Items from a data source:
* * * * *

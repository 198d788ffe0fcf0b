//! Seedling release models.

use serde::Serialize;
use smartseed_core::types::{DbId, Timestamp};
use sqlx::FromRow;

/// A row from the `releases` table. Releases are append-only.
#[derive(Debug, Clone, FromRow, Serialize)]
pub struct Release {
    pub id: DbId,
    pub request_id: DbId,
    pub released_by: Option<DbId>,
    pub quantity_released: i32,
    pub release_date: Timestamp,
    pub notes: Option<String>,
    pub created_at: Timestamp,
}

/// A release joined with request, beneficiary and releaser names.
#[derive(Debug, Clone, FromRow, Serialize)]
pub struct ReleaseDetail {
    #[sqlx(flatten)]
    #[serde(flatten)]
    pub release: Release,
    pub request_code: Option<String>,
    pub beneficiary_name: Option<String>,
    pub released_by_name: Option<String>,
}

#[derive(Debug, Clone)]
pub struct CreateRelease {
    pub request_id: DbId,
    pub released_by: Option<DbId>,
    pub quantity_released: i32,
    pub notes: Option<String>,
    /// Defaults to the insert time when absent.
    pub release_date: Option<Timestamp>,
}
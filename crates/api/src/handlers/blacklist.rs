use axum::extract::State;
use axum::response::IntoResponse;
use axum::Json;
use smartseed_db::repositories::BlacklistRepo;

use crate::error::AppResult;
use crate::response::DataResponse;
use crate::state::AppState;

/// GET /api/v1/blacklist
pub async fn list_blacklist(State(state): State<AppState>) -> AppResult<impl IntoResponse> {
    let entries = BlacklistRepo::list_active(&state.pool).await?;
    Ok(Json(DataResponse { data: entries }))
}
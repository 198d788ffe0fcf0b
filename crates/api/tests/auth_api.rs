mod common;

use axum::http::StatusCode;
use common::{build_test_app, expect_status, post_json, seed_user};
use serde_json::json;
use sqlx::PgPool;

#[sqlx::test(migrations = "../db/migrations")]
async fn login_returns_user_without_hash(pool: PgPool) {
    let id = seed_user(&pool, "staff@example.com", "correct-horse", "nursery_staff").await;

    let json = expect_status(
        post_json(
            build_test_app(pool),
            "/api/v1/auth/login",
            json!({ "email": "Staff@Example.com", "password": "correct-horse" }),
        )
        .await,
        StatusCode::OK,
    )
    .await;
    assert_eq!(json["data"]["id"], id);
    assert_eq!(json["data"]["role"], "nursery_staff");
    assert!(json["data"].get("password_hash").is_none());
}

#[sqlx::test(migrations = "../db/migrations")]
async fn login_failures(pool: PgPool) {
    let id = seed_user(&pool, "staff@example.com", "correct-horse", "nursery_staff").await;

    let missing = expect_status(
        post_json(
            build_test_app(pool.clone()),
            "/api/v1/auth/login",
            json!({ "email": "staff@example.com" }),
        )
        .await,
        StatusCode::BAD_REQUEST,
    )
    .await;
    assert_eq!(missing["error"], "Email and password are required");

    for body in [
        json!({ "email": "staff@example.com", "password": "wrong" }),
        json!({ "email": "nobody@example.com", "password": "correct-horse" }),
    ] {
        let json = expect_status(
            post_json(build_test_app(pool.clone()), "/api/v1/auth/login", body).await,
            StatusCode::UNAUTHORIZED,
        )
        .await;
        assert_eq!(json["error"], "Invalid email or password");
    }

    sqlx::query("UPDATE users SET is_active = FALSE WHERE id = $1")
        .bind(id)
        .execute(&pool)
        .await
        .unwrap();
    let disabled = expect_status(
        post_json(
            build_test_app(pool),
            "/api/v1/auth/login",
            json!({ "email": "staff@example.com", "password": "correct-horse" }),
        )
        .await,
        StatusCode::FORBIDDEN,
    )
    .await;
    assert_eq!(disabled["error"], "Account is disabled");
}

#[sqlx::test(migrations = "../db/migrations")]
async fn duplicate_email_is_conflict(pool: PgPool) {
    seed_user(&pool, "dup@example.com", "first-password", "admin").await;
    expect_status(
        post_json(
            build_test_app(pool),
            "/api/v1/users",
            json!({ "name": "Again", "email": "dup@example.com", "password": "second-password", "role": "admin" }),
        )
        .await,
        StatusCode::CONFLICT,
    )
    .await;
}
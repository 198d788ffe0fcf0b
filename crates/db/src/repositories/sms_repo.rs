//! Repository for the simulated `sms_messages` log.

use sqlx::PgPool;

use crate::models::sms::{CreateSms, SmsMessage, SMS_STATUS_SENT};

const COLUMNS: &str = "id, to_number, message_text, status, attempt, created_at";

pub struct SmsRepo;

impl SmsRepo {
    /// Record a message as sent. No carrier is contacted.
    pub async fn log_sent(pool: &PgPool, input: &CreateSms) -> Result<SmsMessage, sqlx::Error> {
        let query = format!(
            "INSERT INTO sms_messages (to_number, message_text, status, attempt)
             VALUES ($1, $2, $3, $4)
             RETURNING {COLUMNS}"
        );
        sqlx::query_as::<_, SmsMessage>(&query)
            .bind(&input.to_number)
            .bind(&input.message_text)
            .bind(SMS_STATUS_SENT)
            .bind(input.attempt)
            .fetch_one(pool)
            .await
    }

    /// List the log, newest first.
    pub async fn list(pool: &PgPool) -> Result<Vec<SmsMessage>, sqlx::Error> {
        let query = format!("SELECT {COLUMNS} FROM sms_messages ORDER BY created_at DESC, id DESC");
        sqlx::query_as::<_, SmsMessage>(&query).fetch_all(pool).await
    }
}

* * * * *

(DESCRIPTION OF THE TASK):
Provide the count, and nothing else, of lines in the data above where the word "query" occurs.

(TASK OUTPUT):
5